## Collected data
◆ ◆ ◆ ◆ ◆

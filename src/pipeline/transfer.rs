//! Units of work crossing from the file workers to the upload workers.

use bytes::Bytes;
use std::fmt;
use std::path::Path;
use std::time::Instant;

/// MIME type attached to an uploaded object.
#[derive(Debug, Clone, Copy, PartialEq, Eq, Hash)]
pub enum ContentType {
    /// A single extracted fragment.
    F4f,
    /// A bootstrap (`abst`) file.
    Bootstrap,
    /// An f4m manifest.
    F4m,
}

impl ContentType {
    pub fn mime(self) -> &'static str {
        match self {
            ContentType::F4f => "video/f4f",
            ContentType::Bootstrap => "application/binary",
            ContentType::F4m => "application/f4m",
        }
    }
}

impl fmt::Display for ContentType {
    fn fmt(&self, f: &mut fmt::Formatter<'_>) -> fmt::Result {
        f.write_str(self.mime())
    }
}

/// How a watched file is handled.
#[derive(Debug, Clone, Copy, PartialEq, Eq)]
pub enum FileKind {
    /// `.f4x` index; split into fragments using its `.f4f` sibling.
    Index,
    /// `.bootstrap`; forwarded as-is.
    Bootstrap,
    /// `.f4m`; forwarded as-is.
    Manifest,
}

impl FileKind {
    /// Content type of the objects produced from a file of this kind.
    pub fn content_type(self) -> ContentType {
        match self {
            FileKind::Index => ContentType::F4f,
            FileKind::Bootstrap => ContentType::Bootstrap,
            FileKind::Manifest => ContentType::F4m,
        }
    }
}

/// Classify a path by its (case-insensitive) extension.
pub fn classify(path: &Path) -> Option<FileKind> {
    let ext = path.extension()?.to_string_lossy().to_lowercase();
    match ext.as_str() {
        "f4x" => Some(FileKind::Index),
        "bootstrap" => Some(FileKind::Bootstrap),
        "f4m" => Some(FileKind::Manifest),
        _ => None,
    }
}

/// An object ready for the upload sink.
#[derive(Debug, Clone)]
pub struct TransferFile {
    /// When the object was produced; upload latency is measured from here.
    pub created_at: Instant,
    /// Object name relative to the sink prefix.
    pub remote_filename: String,
    pub payload: Bytes,
    pub content_type: ContentType,
}

impl TransferFile {
    pub fn new(remote_filename: impl Into<String>, payload: Bytes, content_type: ContentType) -> Self {
        Self {
            created_at: Instant::now(),
            remote_filename: remote_filename.into(),
            payload,
            content_type,
        }
    }
}

/// Full object name under `prefix`; an empty prefix leaves the name unchanged.
pub fn remote_path(prefix: &str, remote_filename: &str) -> String {
    let prefix = prefix.trim_matches('/');
    if prefix.is_empty() {
        remote_filename.to_string()
    } else {
        format!("{}/{}", prefix, remote_filename)
    }
}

◆ ◆ ◆ ◆ ◆

## Activity
Show all lines above containing "Bytes".

## Written response
use bytes::Bytes;
    pub payload: Bytes,
    pub fn new(remote_filename: impl Into<String>, payload: Bytes, content_type: ContentType) -> Self {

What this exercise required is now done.